IKKγ Il plasmide Double Nickase (h) consiste in una coppia di plasmidi ingegnerizzati per l'editing ad alta specificità del locus IKBKG nelle linee cellulari human. Ciascun plasmide esprime una nickasi Cas9 D10A e un sgRNA distinto che prende di mira filamenti di DNA opposti all'interno di IKBKG. Quando indirizzate verso siti adiacenti su filamenti di DNA opposti, le due nickasi generano tagli a filamento singolo sfalsati che insieme producono una rottura a doppio filamento sfalsata, richiedendo un'attività coordinata sul bersaglio da entrambe le guide. La rottura del DNA risultante viene risolta da vie di riparazione cellulare endogene, più comunemente attraverso la giunzione non omologa delle estremità (NHEJ), portando a inserzioni o delezioni che interrompono la funzione di IKBKG. Richiedendo il coinvolgimento di due sgRNA nel locus bersaglio, l'approccio a doppia nickasi migliora la specificità dell'editing e fornisce una strategia CRISPR complementare per applicazioni in cui è desiderato un controllo aggiuntivo sulla precisione del targeting.

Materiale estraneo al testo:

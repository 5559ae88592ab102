//! Coarse selection: liquidity cut plus trend gating, throttled per cycle key.
//!
//! Each non-throttled cycle:
//! 1. Keep observations with fundamental data.
//! 2. Stable sort by dollar volume, descending, and keep the top `coarse_count`.
//! 3. Feed those observations into the per-instrument state store, then
//!    apply the eviction policy.
//! 4. Qualify every tracked instrument whose price is above its long SMA
//!    and below its short SMA. This scans the whole store, so an instrument
//!    that dropped out of this cycle's top list can still qualify on its
//!    last known flags.
//! 5. Rebuild the liquidity map for exactly the qualifying set.

use serde::{Deserialize, Serialize};
use std::collections::HashMap;
use tracing::{debug, info};

use crate::config::ScreenerConfig;
use crate::domain::{InstrumentId, Observation};
use crate::schedule::CycleKey;
use crate::state::{EvictionPolicy, StateStore};

/// Which observations feed the state store each cycle.
#[derive(Debug, Clone, Copy, Default, PartialEq, Eq, Serialize, Deserialize)]
#[serde(rename_all = "snake_case")]
pub enum UpdateScope {
    /// Only the instruments kept by the dollar-volume cut.
    #[default]
    TopByVolume,
    /// Every observation that carries fundamental data.
    FullBatch,
}

/// Value published per qualifying instrument for the fine-stage sector sort.
#[derive(Debug, Clone, Copy, Default, PartialEq, Eq, Serialize, Deserialize)]
#[serde(rename_all = "snake_case")]
pub enum LiquidityMetric {
    /// The instrument's last observed dollar volume.
    #[default]
    DollarVolume,
    /// A constant 1.0 for every instrument, which turns the sector sort
    /// into a stable pass-through of input order.
    Placeholder,
}

/// Result of one coarse call.
#[derive(Debug, Clone, PartialEq)]
pub enum CoarseOutcome {
    /// Throttle key matched the previous run; nothing was done.
    Unchanged,
    /// Qualifying identifiers, in first-observed order.
    Selected(Vec<InstrumentId>),
}

impl CoarseOutcome {
    pub fn is_unchanged(&self) -> bool {
        matches!(self, CoarseOutcome::Unchanged)
    }

    pub fn selected(&self) -> Option<&[InstrumentId]> {
        match self {
            CoarseOutcome::Unchanged => None,
            CoarseOutcome::Selected(ids) => Some(ids),
        }
    }
}

/// Identifier → liquidity value for the instruments that qualified in the
/// most recent coarse cycle. Membership doubles as the qualification test.
#[derive(Debug, Clone, Default, PartialEq)]
pub struct LiquidityRanks {
    values: HashMap<InstrumentId, f64>,
}

impl LiquidityRanks {
    pub fn new() -> Self {
        Self::default()
    }

    pub fn insert(&mut self, id: InstrumentId, value: f64) {
        self.values.insert(id, value);
    }

    pub fn get(&self, id: &InstrumentId) -> Option<f64> {
        self.values.get(id).copied()
    }

    pub fn contains(&self, id: &InstrumentId) -> bool {
        self.values.contains_key(id)
    }

    pub fn len(&self) -> usize {
        self.values.len()
    }

    pub fn is_empty(&self) -> bool {
        self.values.is_empty()
    }
}

impl FromIterator<(InstrumentId, f64)> for LiquidityRanks {
    fn from_iter<I: IntoIterator<Item = (InstrumentId, f64)>>(iter: I) -> Self {
        Self {
            values: iter.into_iter().collect(),
        }
    }
}

/// Counters from one coarse cycle.
#[derive(Debug, Clone, Default, PartialEq, Eq, Serialize)]
pub struct CoarseReport {
    pub cycle: u64,
    pub observations: usize,
    pub with_fundamentals: usize,
    pub rejected_insane: usize,
    pub retained: usize,
    pub updated: usize,
    pub evicted: usize,
    pub tracked: usize,
    pub qualified: usize,
}

/// Stateful coarse selector.
#[derive(Debug, Clone)]
pub struct CoarseSelector {
    coarse_count: usize,
    update_scope: UpdateScope,
    liquidity_metric: LiquidityMetric,
    eviction: EvictionPolicy,
    store: StateStore,
    last_key: Option<CycleKey>,
    cycle: u64,
    ranks: LiquidityRanks,
    last_report: Option<CoarseReport>,
}

impl CoarseSelector {
    pub fn new(config: &ScreenerConfig) -> Self {
        Self {
            coarse_count: config.coarse_count,
            update_scope: config.update_scope,
            liquidity_metric: config.liquidity_metric,
            eviction: config.eviction,
            store: StateStore::new(config.long_window, config.short_window),
            last_key: None,
            cycle: 0,
            ranks: LiquidityRanks::new(),
            last_report: None,
        }
    }

    /// Run one coarse cycle, or return `Unchanged` if `key` equals the key
    /// of the previous run. A throttled call touches no state.
    pub fn select_coarse(&mut self, key: CycleKey, observations: &[Observation]) -> CoarseOutcome {
        if self.last_key == Some(key) {
            debug!(%key, "coarse selection throttled");
            return CoarseOutcome::Unchanged;
        }
        self.last_key = Some(key);
        self.cycle += 1;
        let cycle = self.cycle;

        let with_fundamentals: Vec<&Observation> = observations
            .iter()
            .filter(|o| o.has_fundamental_data)
            .collect();
        let mut candidates: Vec<&Observation> =
            with_fundamentals.iter().copied().filter(|o| o.is_sane()).collect();
        let rejected_insane = with_fundamentals.len() - candidates.len();
        if rejected_insane > 0 {
            debug!(cycle, rejected_insane, "dropping observations with invalid price or volume");
        }

        let update_all = match self.update_scope {
            UpdateScope::FullBatch => candidates.clone(),
            UpdateScope::TopByVolume => Vec::new(),
        };

        // sort_by is stable: equal volumes keep input order.
        candidates.sort_by(|a, b| b.dollar_volume.total_cmp(&a.dollar_volume));
        candidates.truncate(self.coarse_count);
        let retained = candidates.len();

        let to_update = match self.update_scope {
            UpdateScope::TopByVolume => candidates,
            UpdateScope::FullBatch => update_all,
        };
        for obs in &to_update {
            self.store.observe(obs, cycle);
        }
        let evicted = self.store.evict(self.eviction, cycle);

        let metric = self.liquidity_metric;
        let mut ranks = LiquidityRanks::new();
        let mut selected = Vec::new();
        for (id, state) in self.store.trend_qualified() {
            let value = match metric {
                LiquidityMetric::DollarVolume => state.last_dollar_volume(),
                LiquidityMetric::Placeholder => 1.0,
            };
            ranks.insert(id.clone(), value);
            selected.push(id.clone());
        }
        self.ranks = ranks;

        let report = CoarseReport {
            cycle,
            observations: observations.len(),
            with_fundamentals: with_fundamentals.len(),
            rejected_insane,
            retained,
            updated: to_update.len(),
            evicted,
            tracked: self.store.len(),
            qualified: selected.len(),
        };
        info!(
            %key,
            cycle,
            observations = report.observations,
            retained = report.retained,
            tracked = report.tracked,
            qualified = report.qualified,
            evicted = report.evicted,
            "coarse selection complete"
        );
        self.last_report = Some(report);

        CoarseOutcome::Selected(selected)
    }

    /// Liquidity map published by the most recent non-throttled cycle.
    pub fn ranks(&self) -> &LiquidityRanks {
        &self.ranks
    }

    pub fn store(&self) -> &StateStore {
        &self.store
    }

    pub fn last_key(&self) -> Option<CycleKey> {
        self.last_key
    }

    /// Number of cycles that actually ran.
    pub fn cycles_run(&self) -> u64 {
        self.cycle
    }

    pub fn last_report(&self) -> Option<&CoarseReport> {
        self.last_report.as_ref()
    }
}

Per supportare l'identificazione efficiente delle cellule modificate, un plasmide codifica la GFP per la visualizzazione fluorescente delle popolazioni trasfettate, mentre il plasmide di accompagnamento porta un gene di resistenza alla puromicina per la selezione antibiotica. Insieme, queste caratteristiche supportano l'arricchimento efficiente delle popolazioni co-trasfettate e semplificano la convalida dei cloni con IKBKG interrotto.
Solo per uso di ricerca. Non destinato a uso diagnostico o terapeutico.